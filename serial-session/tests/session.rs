use embedded_io::{ErrorKind, ErrorType, Read, ReadReady, Write, WriteReady};
use lockin_dsp::{Acquire, Bridge, Measurement, PhaseSpacing};
use serial_session::{BestEffortInterface, Error, Runner};

use std::collections::VecDeque;
use std::f64::consts::PI;
use std::string::String;
use std::vec::Vec;

/// Slots per excitation period.
const PERIOD: usize = 80;
/// Acquisitions per reading. The reference edge visits the same slots in every reading.
const ITERATIONS: u32 = 20;
const EDGE_STEP: usize = 4;

/// A terminal typing `input` one byte at a time after each prompt and holding `pending` bytes
/// typed before the session started.
struct Console {
    pending: VecDeque<u8>,
    input: VecDeque<u8>,
    output: Vec<u8>,
    /// The terminal is attached but does not drain its output.
    stalled: bool,
}

impl Console {
    fn new(pending: &[u8], input: &[u8]) -> Self {
        Self {
            pending: pending.iter().copied().collect(),
            input: input.iter().copied().collect(),
            output: Vec::new(),
            stalled: false,
        }
    }

    fn text(&self) -> String {
        String::from_utf8(self.output.clone()).unwrap()
    }
}

impl ErrorType for Console {
    type Error = ErrorKind;
}

impl Read for Console {
    fn read(&mut self, buf: &mut [u8]) -> Result<usize, ErrorKind> {
        match self.pending.pop_front().or_else(|| self.input.pop_front()) {
            Some(byte) => {
                buf[0] = byte;
                Ok(1)
            }
            None => Ok(0),
        }
    }
}

impl ReadReady for Console {
    fn read_ready(&mut self) -> Result<bool, ErrorKind> {
        Ok(!self.pending.is_empty())
    }
}

impl Write for Console {
    fn write(&mut self, buf: &[u8]) -> Result<usize, ErrorKind> {
        if self.stalled {
            return Err(ErrorKind::TimedOut);
        }
        self.output.extend_from_slice(buf);
        Ok(buf.len())
    }

    fn flush(&mut self) -> Result<(), ErrorKind> {
        if self.stalled {
            return Err(ErrorKind::TimedOut);
        }
        Ok(())
    }
}

impl WriteReady for Console {
    fn write_ready(&mut self) -> Result<bool, ErrorKind> {
        Ok(true)
    }
}

#[derive(Debug, PartialEq)]
struct Timeout;

/// Synthesizes captures of a square reference and a sinusoidal input.
struct Bench {
    /// Input amplitude of successive readings. The last one repeats.
    amplitudes: Vec<f64>,
    /// Number of leading captures with a flat reference.
    flat: u32,
    fail: bool,
    captured: u32,
    edge: usize,
    buffer: Vec<u16>,
}

impl Bench {
    fn new(amplitudes: &[f64]) -> Self {
        Self {
            amplitudes: amplitudes.to_vec(),
            flat: 0,
            fail: false,
            captured: 0,
            edge: 0,
            buffer: Vec::new(),
        }
    }
}

impl Acquire for Bench {
    type Error = Timeout;

    fn acquire(&mut self) -> Result<&[u16], Timeout> {
        if self.fail {
            return Err(Timeout);
        }
        if self.flat > 0 {
            self.flat -= 1;
            self.buffer = vec![1000; PERIOD];
            return Ok(self.buffer.as_slice());
        }

        let reading = (self.captured / ITERATIONS) as usize;
        let amplitude = self.amplitudes[reading.min(self.amplitudes.len() - 1)];
        self.captured += 1;
        self.edge = (self.edge + EDGE_STEP) % PERIOD;

        self.buffer = (0..PERIOD)
            .map(|slot| {
                let t = (slot + PERIOD - self.edge) % PERIOD;
                let value = if slot & 1 == 0 {
                    if t < PERIOD / 2 {
                        50000.
                    } else {
                        10000.
                    }
                } else {
                    32768. + amplitude * (2. * PI * t as f64 / PERIOD as f64 + 0.7).sin()
                };
                value.round() as u16
            })
            .collect();
        Ok(self.buffer.as_slice())
    }
}

fn measurement() -> Measurement {
    Measurement {
        iterations: ITERATIONS,
        spacing: PhaseSpacing::new(8e3, 100.),
        max_skipped: 2,
        sampler_retries: 1,
    }
}

const BRIDGE: Bridge = Bridge {
    r_internal: 100e3,
    r_bridge: 1e3,
};

fn runner(console: Console, bench: Bench) -> Runner<Console, Bench> {
    Runner::new(console, bench, measurement(), BRIDGE)
}

/// All values following `key` up to the next space.
fn values(text: &str, key: &str) -> Vec<f64> {
    text.match_indices(key)
        .map(|(index, _)| {
            let rest = &text[index + key.len()..];
            rest.split(' ').next().unwrap().parse().unwrap()
        })
        .collect()
}

#[test]
fn full_session() {
    let mut session =
        runner(Console::new(b"", b"\r\r\n"), Bench::new(&[8000., 4000.]));
    assert_eq!(session.run(), Err(Error::Closed));

    let text = session.interface().text();
    assert_eq!(text.matches("open circuit, then press Enter").count(), 1);
    assert_eq!(text.matches("Open circuit samples: [").count(), 1);
    assert_eq!(text.matches("Connect the DUT").count(), 1);
    assert_eq!(text.matches("DUT samples: [").count(), 2);
    assert_eq!(text.matches("Press Enter to measure again.").count(), 2);
    assert_eq!(text.matches("] 100%").count(), 3);

    // A DUT halving the open-circuit amplitude matches the source resistance 100k || 1k.
    let magnitudes = values(&text, "|Z| = ");
    assert_eq!(magnitudes.len(), 2);
    for magnitude in magnitudes {
        assert!((magnitude - 990.099).abs() < 5., "{magnitude}");
    }
    for phase in values(&text, "phase = ") {
        assert!(phase.abs() < 0.5, "{phase}");
    }
}

#[test]
fn stale_input_does_not_acknowledge() {
    let mut session =
        runner(Console::new(b"\r\r\r", b"\r"), Bench::new(&[8000., 4000.]));
    assert_eq!(session.run(), Err(Error::Closed));

    let text = session.interface().text();
    assert_eq!(text.matches("Open circuit samples").count(), 1);
    assert!(text.contains("Connect the DUT"));
    assert!(!text.contains("DUT samples"));
}

#[test]
fn missing_reference_prompts_again() {
    let mut bench = Bench::new(&[8000., 4000.]);
    bench.flat = 3;
    let mut session = runner(Console::new(b"", b"\r\r"), bench);
    assert_eq!(session.run(), Err(Error::Closed));

    let text = session.interface().text();
    assert_eq!(text.matches("No reference signal").count(), 1);
    assert_eq!(text.matches("open circuit, then press Enter").count(), 2);
    assert_eq!(text.matches("Open circuit samples").count(), 1);
}

#[test]
fn sampler_failure_is_fatal() {
    let mut bench = Bench::new(&[8000.]);
    bench.fail = true;
    let mut session = runner(Console::new(b"", b"\r"), bench);
    assert_eq!(session.run(), Err(Error::Sampler(Timeout)));
}

#[test]
fn open_dut() {
    let mut session = runner(Console::new(b"", b"\r\r"), Bench::new(&[8000.]));
    assert_eq!(session.run(), Err(Error::Closed));
    assert!(session
        .interface()
        .text()
        .contains("Impedance: unbounded (open DUT)"));
}

#[test]
fn acknowledgment_ignores_other_keys() {
    let mut session =
        runner(Console::new(b"", b"abc\rxyz"), Bench::new(&[8000., 4000.]));
    assert_eq!(session.run(), Err(Error::Closed));
    let text = session.interface().text();
    assert_eq!(text.matches("Open circuit samples").count(), 1);
    assert!(!text.contains("DUT samples"));
}

#[test]
fn stalled_terminal_does_not_block_reading() {
    let mut console = Console::new(b"", b"\r");
    console.stalled = true;
    let mut session = Runner::new(
        BestEffortInterface::new(console),
        Bench::new(&[8000.]),
        measurement(),
        BRIDGE,
    );

    let open = session.calibrate().unwrap();
    assert!(open.im.abs() + open.re.abs() > 1000, "{open}");
    assert!(session.interface().inner().output.is_empty());
}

● **Assigned task**: Filter the entries above down to the lines containing the word "struct".

● **Answer box**:
struct Console {
struct Timeout;
struct Bench {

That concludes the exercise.